The coal industry cited the pandemic in pushes to decrease the excise tax on coal, with the National Mining Association lobbying for a 55 percent reduction in the tax rate.
At the end of 2019, congress took action to restore the coal excise tax to $1.10 per ton for underground mines and $0.50 per ton for surface miners for one year after the tax rate was briefly reduced. The tax was included in the fiscal year 2020 government spending bill.
Without congressional action, the tax would have been cut in half, shifting the financial burden onto the government and further risking the fund of insolvency. The tax was extended in the latest federal government spending bill until the end of 2021, when coal miners with black lung will once again have to worry about pushing congress to take action unless they succeed in passing a longer-term solution this year.
“Black lung is a killer, it just destroys all the organs in your body. There’s no cure for it.” said 74 year old Jimmy Moore who worked as a coal miner for 22 years. “I have black lung. My son has complicated black lung. He’s had good friends in the hospital dying on a ventilator because of black lung. I’ve seen young men, 40 to 50 years old on oxygen, with young wives and children left behind.”
Moore’s lung capacity isn’t low enough to qualify for black lung disability benefits, but he applies annually as the disease progresses. He attributes his less advanced case to the fact his mine was unionized, with safety standards and dust mitigating measures enforced by the union. He explained he’s taken a union organizing approach toward fighting for miners suffering from black lung disease, and has participated in five visits to Washington DC over the past few years to push congress to take action to fund and protect the Black Lung Disability trust fund.
“Senator Mitch McConnell is the hold up I think for all of this,” Moore added. “Congress needs to take action. We didn’t deserve to get black lung, it’s the company’s fault and I think the company ought to be responsible for us getting black lung benefits. We really need to get their attention someway or another, but this coronavirus going on right now is really affecting our ability to get around and talk to people.”
The Black Lung Disability Trust Fund was set up in 1977 by the federal government to pay medical and disability payments to miners affected by black lung disease where responsible coal operators are not able to pay. The primary revenue for the fund is an excise tax on coal produced and sold within the United States and currently supports around 25,000 retired coal miners.
“Congress has no idea what coal miners go through. We give up our health to put coal out on the market, to supply electricity. They take our health and when we get older they try to take our benefits too,” said Harold Sturgill of Beckley, West Virginia who worked as a coal miner for 35 years and struggles with black lung disease. “Congress really needs to look at these companies and monitor them because they haven’t put what they’re supposed to into the black lung benefit fund. It seems like they’ve just let these companies do whatever they want to do.”
Black lung disease, more formally known as coal workers’ pneumoconiosis, is caused by years of coal mine dust inhalation. Between 1968 to 2014, around 76,000 coal miners are estimated to have died from black lung disease, as cases of black lung disease have risen in recent years, especially in Appalachia among young miners.

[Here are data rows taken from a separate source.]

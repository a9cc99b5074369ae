use serde::{Deserialize, Serialize};

use crate::models::live_session::LiveSession;

#[derive(Debug, Deserialize, Serialize)]
pub struct ErrorResponse {
    pub error: String,
}

/// Returned instead of an error when the requested outcome already happened.
#[derive(Debug, Deserialize, Serialize)]
pub struct AlreadyResolvedResponse {
    pub already_resolved: bool,
    #[serde(skip_serializing_if = "Option::is_none")]
    pub session_id: Option<String>,
}

#[derive(Debug, Deserialize, Serialize)]
pub struct RematchResponse {
    pub session_id: String,
}

#[derive(Debug, Deserialize, Serialize)]
pub struct RoomNameResponse {
    pub room_name: String,
}

/// A host's open session together with the countdown the client should show.
#[derive(Debug, Deserialize, Serialize)]
pub struct ActiveSessionResponse {
    pub session: Option<LiveSession>,
    pub room_name: Option<String>,
    pub remaining_seconds: u64,
}

#[derive(Debug, Deserialize, Serialize)]
pub struct TokenClaims {
    pub sub: String, // subject (host ID)
    pub exp: usize,  // expiration time
    pub iat: usize,  // issued at
}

The US Government of Accountability Office estimated in January 2020 that $865 million in black lung benefit responsibility has been transferred to the fund due to coal bankruptcies, with the fund currently in debt of around $4 billion to the US Treasury.
“We’ve been working on this for years and we just get a one year extension,” said Vonda Robinson, Vice President of the Black Lung Association of Southwest Virginia. Her organization and others have pushed for the current coal excise tax to be extended for at least ten years. “We shouldn’t have to fight every year to get this done.”
Her husband, John Robinson, worked as a coal miner for nearly 30 years. He was diagnosed with black lung disease around 2013, and it took around six years for him to receive his lifetime black lung benefits, which were initially appealed by the coal company where he worked. Robinson explained it often takes several years for coal miners to receive black lung disability benefits, as the coal corporations delay and fight against awarding benefits.
“There’s a lengthy process of trying to get benefits,” she said. “Some of these miners are in their 70’s and 80’s still fighting for their black lung benefits. The company is hoping these men will die or give up. A lot of men give up, get tired of fighting and that should not be the case for these men or their widows.”
Though John Robinson has been able to obtain his black lung disability benefits, living with the disease is a daily struggle for him. He described it as using a push mower to mow a lawn with a pillow over your face. At 54 years old, his black lung disease has progressed from stage one to stage two in just a few years, leaving him to rely on supplemental oxygen at night and throughout the day.
“We’ve been kicked to the side. We should not have to fight for another year to get our black lung benefits,” said John Robinson. “That should never be something we have to fight for, but we have to fight a year to get it for another year, and go back to fight, it’s repetitive, it shouldn’t be like that. It’s not right. It shouldn’t have to be a fight.”